CFD simulation of complex flow pattern reactors

Syngas is one of the most important base chemicals. It is usually synthesised through steam methane reforming. This process traditionally uses a packed bed reactor but structured reactors have emerged in recent years as part of the will to intensify the process The MIDREX NG™ process uses such a reactor to produce syngas. This modified version of the ZoneFlow™ structured reactor presents an intricate geometry. The modelling of a reaction mechanism in this kind of structure is complex and requires the use of computational fluid dynamics. A wide array of phenomena must be described when modelling a chemical reactor.
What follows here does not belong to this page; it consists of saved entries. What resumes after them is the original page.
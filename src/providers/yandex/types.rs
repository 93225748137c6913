//! Wire types for the Yandex Cloud REST API.

use chrono::{DateTime, Utc};
use serde::{Deserialize, Serialize};

use crate::providers::{Folder, Image, Page};

#[derive(Debug, Serialize)]
pub(super) struct IamTokenRequest<'a> {
    pub jwt: &'a str,
}

#[derive(Debug, Deserialize)]
#[serde(rename_all = "camelCase")]
pub(super) struct IamTokenResponse {
    pub iam_token: String,
    pub expires_at: DateTime<Utc>,
}

/// JWT claims for the service-account token exchange.
#[derive(Debug, Serialize, Deserialize)]
pub(super) struct JwtClaims {
    pub iss: String,
    pub aud: String,
    pub iat: i64,
    pub exp: i64,
}

#[derive(Debug, Deserialize)]
#[serde(rename_all = "camelCase")]
pub(super) struct ListFoldersResponse {
    #[serde(default)]
    pub folders: Vec<Folder>,
    #[serde(default)]
    pub next_page_token: Option<String>,
}

impl From<ListFoldersResponse> for Page<Folder> {
    fn from(response: ListFoldersResponse) -> Self {
        Page {
            items: response.folders,
            next_page_token: response.next_page_token,
        }
    }
}

#[derive(Debug, Deserialize)]
#[serde(rename_all = "camelCase")]
pub(super) struct ListImagesResponse {
    #[serde(default)]
    pub images: Vec<Image>,
    #[serde(default)]
    pub next_page_token: Option<String>,
}

impl From<ListImagesResponse> for Page<Image> {
    fn from(response: ListImagesResponse) -> Self {
        Page {
            items: response.images,
            next_page_token: response.next_page_token,
        }
    }
}

/// Error body returned by the API: `{"code": 7, "message": "..."}`.
#[derive(Debug, Deserialize)]
pub(super) struct ApiErrorBody {
    #[serde(default)]
    pub message: Option<String>,
}

#[cfg(test)]
mod tests {
    use super::*;

    #[test]
    fn test_parse_images_page() {
        let response: ListImagesResponse = serde_json::from_str(
            r#"{
                "images": [
                    {"id": "fd8a", "folderId": "b1gf", "name": "web-1", "createdAt": "2024-05-01T10:00:00Z", "status": "READY"},
                    {"id": "fd8b", "createdAt": "2024-05-02T10:00:00.123456Z"}
                ],
                "nextPageToken": "tok"
            }"#,
        )
        .unwrap();
        let page: Page<Image> = response.into();
        assert_eq!(page.items.len(), 2);
        assert_eq!(page.items[0].name, "web-1");
        assert_eq!(page.items[1].name, "");
        assert!(page.items[1].created_at > page.items[0].created_at);
        assert_eq!(page.next_page_token.as_deref(), Some("tok"));
    }

    #[test]
    fn test_parse_empty_folder_listing() {
        // The API omits empty repeated fields entirely
        let response: ListFoldersResponse = serde_json::from_str("{}").unwrap();
        let page: Page<Folder> = response.into();
        assert!(page.items.is_empty());
        assert!(page.next_page_token.is_none());
    }

    #[test]
    fn test_parse_token_response() {
        let response: IamTokenResponse = serde_json::from_str(
            r#"{"iamToken": "t1.9eu", "expiresAt": "2024-05-01T22:00:00.000000Z"}"#,
        )
        .unwrap();
        assert_eq!(response.iam_token, "t1.9eu");
    }
}
//! In-memory cloud for pipeline tests.
//!
//! [`MockCloud`] implements the provider traits over plain maps, splits
//! listings into pages, and records every folder listing and delete call so
//! tests can assert on exactly what the pipeline touched.
//!
//! ```ignore
//! let cloud = MockCloud::new()
//!     .with_folder("cloud-a", "f1")
//!     .with_images("f1", &[("img-1", 10), ("img-2", 20)])
//!     .fail_image_listing("f2");
//! let factory = MockSessionFactory::new(cloud.clone());
//! ```

use std::{
    collections::{HashMap, HashSet},
    sync::{Arc, Mutex},
};

use async_trait::async_trait;
use chrono::{DateTime, Utc};

use super::{
    CloudSession, Folder, FolderService, Image, ImageService, Page, ProviderError, SessionFactory,
};
use crate::{accounts::AccountConfig, routing::ResolvedEndpoints};

/// Build an image created `secs` seconds after the epoch.
pub fn image(id: &str, secs: i64) -> Image {
    Image {
        id: id.to_string(),
        name: format!("image-{id}"),
        created_at: DateTime::<Utc>::from_timestamp(secs, 0).unwrap(),
    }
}

#[derive(Default)]
struct State {
    folders: HashMap<String, Vec<Folder>>,
    images: HashMap<String, Vec<Image>>,
    failing_folder_listings: HashSet<String>,
    failing_image_listings: HashSet<String>,
    failing_deletes: HashSet<String>,
    failing_sessions: HashSet<String>,
    page_limit: Option<usize>,
    queried_folders: Vec<String>,
    delete_attempts: Vec<String>,
    deleted: Vec<String>,
    sessions: Vec<(String, ResolvedEndpoints)>,
}

/// Shared in-memory cloud. Cheap to clone; clones share state.
#[derive(Clone, Default)]
pub struct MockCloud {
    state: Arc<Mutex<State>>,
}

impl MockCloud {
    pub fn new() -> Self {
        Self::default()
    }

    fn state(&self) -> std::sync::MutexGuard<'_, State> {
        self.state.lock().unwrap()
    }

    /// Add a folder to a cloud. Folders are listed in insertion order.
    pub fn with_folder(self, cloud_id: &str, folder_id: &str) -> Self {
        self.state()
            .folders
            .entry(cloud_id.to_string())
            .or_default()
            .push(Folder {
                id: folder_id.to_string(),
                name: format!("folder-{folder_id}"),
            });
        self
    }

    /// Add images to a folder, as `(id, created_at seconds)`, in listing order.
    pub fn with_images(self, folder_id: &str, images: &[(&str, i64)]) -> Self {
        self.state()
            .images
            .entry(folder_id.to_string())
            .or_default()
            .extend(images.iter().map(|(id, secs)| image(id, *secs)));
        self
    }

    /// Add a folder with `count` images named `{folder_id}-{n}`, newest first.
    pub fn with_generated_images(self, cloud_id: &str, folder_id: &str, count: usize) -> Self {
        let images: Vec<(String, i64)> = (0..count)
            .map(|n| (format!("{folder_id}-{n}"), 1_000_000 - n as i64))
            .collect();
        let refs: Vec<(&str, i64)> = images.iter().map(|(id, t)| (id.as_str(), *t)).collect();
        self.with_folder(cloud_id, folder_id)
            .with_images(folder_id, &refs)
    }

    pub fn fail_folder_listing(self, cloud_id: &str) -> Self {
        self.state()
            .failing_folder_listings
            .insert(cloud_id.to_string());
        self
    }

    pub fn fail_image_listing(self, folder_id: &str) -> Self {
        self.state()
            .failing_image_listings
            .insert(folder_id.to_string());
        self
    }

    pub fn fail_delete(self, image_id: &str) -> Self {
        self.state().failing_deletes.insert(image_id.to_string());
        self
    }

    pub fn fail_session(self, cloud_id: &str) -> Self {
        self.state().failing_sessions.insert(cloud_id.to_string());
        self
    }

    /// Cap the number of items per page, regardless of the requested size.
    pub fn with_page_limit(self, limit: usize) -> Self {
        self.state().page_limit = Some(limit);
        self
    }

    /// Folders whose images were listed (first page only), in call order.
    pub fn queried_folders(&self) -> Vec<String> {
        self.state().queried_folders.clone()
    }

    /// Every delete call, including failed ones.
    pub fn delete_attempts(&self) -> Vec<String> {
        self.state().delete_attempts.clone()
    }

    /// Images that were deleted successfully.
    pub fn deleted(&self) -> Vec<String> {
        self.state().deleted.clone()
    }

    /// Endpoints each session was created with, keyed by cloud id.
    pub fn sessions(&self) -> Vec<(String, ResolvedEndpoints)> {
        self.state().sessions.clone()
    }

    fn paginate<T: Clone>(
        &self,
        items: &[T],
        page_size: u32,
        page_token: Option<&str>,
    ) -> Result<Page<T>, ProviderError> {
        let limit = self
            .state()
            .page_limit
            .unwrap_or(usize::MAX)
            .min(page_size as usize);
        let offset = match page_token {
            Some(token) => token
                .parse::<usize>()
                .map_err(|_| ProviderError::Decode(format!("bad page token {token}")))?,
            None => 0,
        };
        let end = (offset + limit).min(items.len());
        Ok(Page {
            items: items[offset.min(end)..end].to_vec(),
            next_page_token: (end < items.len()).then(|| end.to_string()),
        })
    }
}

fn injected(what: &str) -> ProviderError {
    ProviderError::Status {
        status: 503,
        body: format!("injected failure: {what}"),
    }
}

#[async_trait]
impl FolderService for MockCloud {
    async fn list_folders(
        &self,
        cloud_id: &str,
        page_size: u32,
        page_token: Option<&str>,
    ) -> Result<Page<Folder>, ProviderError> {
        let folders = {
            let state = self.state();
            if state.failing_folder_listings.contains(cloud_id) {
                return Err(injected(cloud_id));
            }
            state.folders.get(cloud_id).cloned().unwrap_or_default()
        };
        self.paginate(&folders, page_size, page_token)
    }
}

#[async_trait]
impl ImageService for MockCloud {
    async fn list_images(
        &self,
        folder_id: &str,
        page_size: u32,
        page_token: Option<&str>,
    ) -> Result<Page<Image>, ProviderError> {
        let images = {
            let mut state = self.state();
            if page_token.is_none() {
                state.queried_folders.push(folder_id.to_string());
            }
            if state.failing_image_listings.contains(folder_id) {
                return Err(injected(folder_id));
            }
            state.images.get(folder_id).cloned().unwrap_or_default()
        };
        self.paginate(&images, page_size, page_token)
    }

    async fn delete_image(&self, image_id: &str) -> Result<(), ProviderError> {
        let mut state = self.state();
        state.delete_attempts.push(image_id.to_string());
        if state.failing_deletes.contains(image_id) {
            return Err(injected(image_id));
        }
        for images in state.images.values_mut() {
            images.retain(|image| image.id != image_id);
        }
        state.deleted.push(image_id.to_string());
        Ok(())
    }
}

/// Hands out sessions backed by one [`MockCloud`].
pub struct MockSessionFactory {
    cloud: MockCloud,
}

impl MockSessionFactory {
    pub fn new(cloud: MockCloud) -> Self {
        Self { cloud }
    }
}

impl SessionFactory for MockSessionFactory {
    fn create_session(
        &self,
        account: &AccountConfig,
        endpoints: &ResolvedEndpoints,
    ) -> Result<CloudSession, ProviderError> {
        {
            let mut state = self.cloud.state();
            if state.failing_sessions.contains(&account.cloud_id) {
                return Err(ProviderError::InvalidKey("injected failure".into()));
            }
            state
                .sessions
                .push((account.cloud_id.clone(), endpoints.clone()));
        }

        let cloud = Arc::new(self.cloud.clone());
        Ok(CloudSession {
            folders: cloud.clone(),
            images: cloud,
        })
    }
}
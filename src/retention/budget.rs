//! Cross-folder deletion budget.
//!
//! Folders are visited sequentially in listing order. Each folder's
//! candidates are appended until the per-run budget is reached; the folder
//! that crosses the budget is truncated and no later folder is queried at all.

use std::future::Future;

use tracing::{debug, warn};

use super::selector::DeletionCandidate;
use crate::providers::{Folder, ProviderError};

/// A folder whose images could not be listed.
#[derive(Debug)]
pub struct FolderFailure {
    pub folder_id: String,
    pub error: ProviderError,
}

/// Result of allocating the budget over an account's folders.
#[derive(Debug, Default)]
pub struct Allocation {
    /// Images to delete, grouped by folder in visiting order.
    pub candidates: Vec<DeletionCandidate>,
    /// Folders whose images were requested, including failed ones.
    pub folders_visited: usize,
    pub folder_failures: Vec<FolderFailure>,
    /// Folder whose candidate list was cut short by the budget.
    pub truncated_folder: Option<String>,
    budget: usize,
}

impl Allocation {
    pub fn budget_exhausted(&self) -> bool {
        self.candidates.len() >= self.budget
    }
}

/// Caps the number of deletions submitted for one account in one run.
#[derive(Debug, Clone, Copy)]
pub struct BudgetAllocator {
    budget: usize,
}

impl BudgetAllocator {
    pub fn new(budget: usize) -> Self {
        Self { budget }
    }

    pub fn budget(&self) -> usize {
        self.budget
    }

    /// Walk `folders` in order, fetching each folder's candidates with
    /// `fetch`, until the budget is used up.
    ///
    /// A folder whose listing fails is recorded and skipped; it contributes
    /// nothing and does not stop the walk.
    pub async fn allocate<F, Fut>(&self, folders: &[Folder], mut fetch: F) -> Allocation
    where
        F: FnMut(String) -> Fut,
        Fut: Future<Output = Result<Vec<DeletionCandidate>, ProviderError>>,
    {
        let mut allocation = Allocation {
            budget: self.budget,
            ..Default::default()
        };

        for folder in folders {
            if allocation.candidates.len() >= self.budget {
                debug!(
                    budget = self.budget,
                    next_folder = %folder.id,
                    "Deletion budget exhausted, skipping remaining folders"
                );
                break;
            }

            allocation.folders_visited += 1;
            let mut candidates = match fetch(folder.id.clone()).await {
                Ok(candidates) => candidates,
                Err(error) => {
                    warn!(folder_id = %folder.id, error = %error, "Failed to list images in folder");
                    allocation.folder_failures.push(FolderFailure {
                        folder_id: folder.id.clone(),
                        error,
                    });
                    continue;
                }
            };

            let remaining = self.budget - allocation.candidates.len();
            if candidates.len() > remaining {
                debug!(
                    folder_id = %folder.id,
                    candidates = candidates.len(),
                    taken = remaining,
                    "Truncating folder to fit deletion budget"
                );
                candidates.truncate(remaining);
                allocation.truncated_folder = Some(folder.id.clone());
                allocation.candidates.extend(candidates);
                break;
            }
            allocation.candidates.extend(candidates);
        }

        allocation
    }
}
One of these is of the utmost importance in high temperature processes like SMR: radiation. Radiative heat transfer, although intuitively understood by most of us due to its presence in every day life, is a complex heat transfer mechanism. This arises from a number factors and is the reason why, when considering radiation in high temperature reactors simulations, a radiation model must be used to somewhat simplify the problem and allow it to be solved. In this thesis, after presenting an overview of radiative heat transfer, we proceed to the study of the Discrete Ordinate radiation model in the MIDREX® reactor. Firstly, the DO model is validated for an inert feed using temperature measurements of a pilot scale reactor. It is then transposed to a commercial scale reactor model with simplified SMR kinetics where it is compared to the Rosseland radiation model. Finally, the DO model is used on a pilot scale reactor model with complete SMR kinetics, and the results are compared to temperature and molar fraction measurements.